Когда я работал в Главной редакции политических публикаций АПН, я познакомился с Л.Р. – молодой и необыкновенно красивой женщиной: стройная, словно топ-модель, голубоглазая блондинка, но при этом умная и обаятельная, она меня сильно увлекла, и эта симпатия сначала стала обоюдной, а потом переросла в страсть. Она не была замужем, я же был женат и имел ребенка. Я отдавал себе отчет в том, что не уйду от жены, не оставлю ребенка, но физическое – дайне только физическое – влечение было неодолимым. Хорошо ли это, плохо ли, но я не умею врать и совершенно лишен способности жить двумя параллельными жизнями. И через довольно короткое время я признался Валентине в том, что у меня роман – и ушел из дома. Идти мне было некуда. Я не мог вернуться к родителям – не потому, что они отказали бы мне в жилье, а просто это было немыслимо для меня. И вот я снял комнату в квартире подруги домработницы моих родителей. Платить мне особо было нечем, но она согласилась сдать ее при условии, что я там не буду ночевать по четвергам, когда она принимает своего любовника – северного вьетнамца, студента какой-то специальной академии для зарубежных коммунистов.

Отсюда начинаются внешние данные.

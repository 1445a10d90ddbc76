//! Callback notifications sent by the document service.

pub mod event;
pub mod status;

pub use event::{CallbackEvent, UserAction};
pub use status::{ActionType, CallbackStatus, ForcesaveType};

Туда по вечерам ко мне приходила Л. Р.
Сказать, что я терзался муками вины перед Валентиной – не сказать ничего. В конце концов я попытался покончить с собой: взрезал вену на левой руке. Попытка не удалась, потому что когда я приступал к правой руке, без стука вошла хозяйка, которая, увидев лужу крови, заверещала не своим голосом и вызвала «скорую».
Я понял, что так жить не смогу, и написал Валентине письмо с просьбой простить меня и разрешить вернуться. Она разрешила, и это был один из самых счастливых дней в моей жизни. Простила ли? Не знаю, но я напрасно думал, что теперь все будет хорошо. Валентина через некоторое время увлеклась другим человеком, и я воспринял это как наказание – справедливое наказание за мой поступок.
Думаю, именно эта история сыграла решающую роль в нашем расставании; вполне возможно, что не будь ее, мы остались бы вместе и тогда моя жизнь сложилась бы совершенно иначе.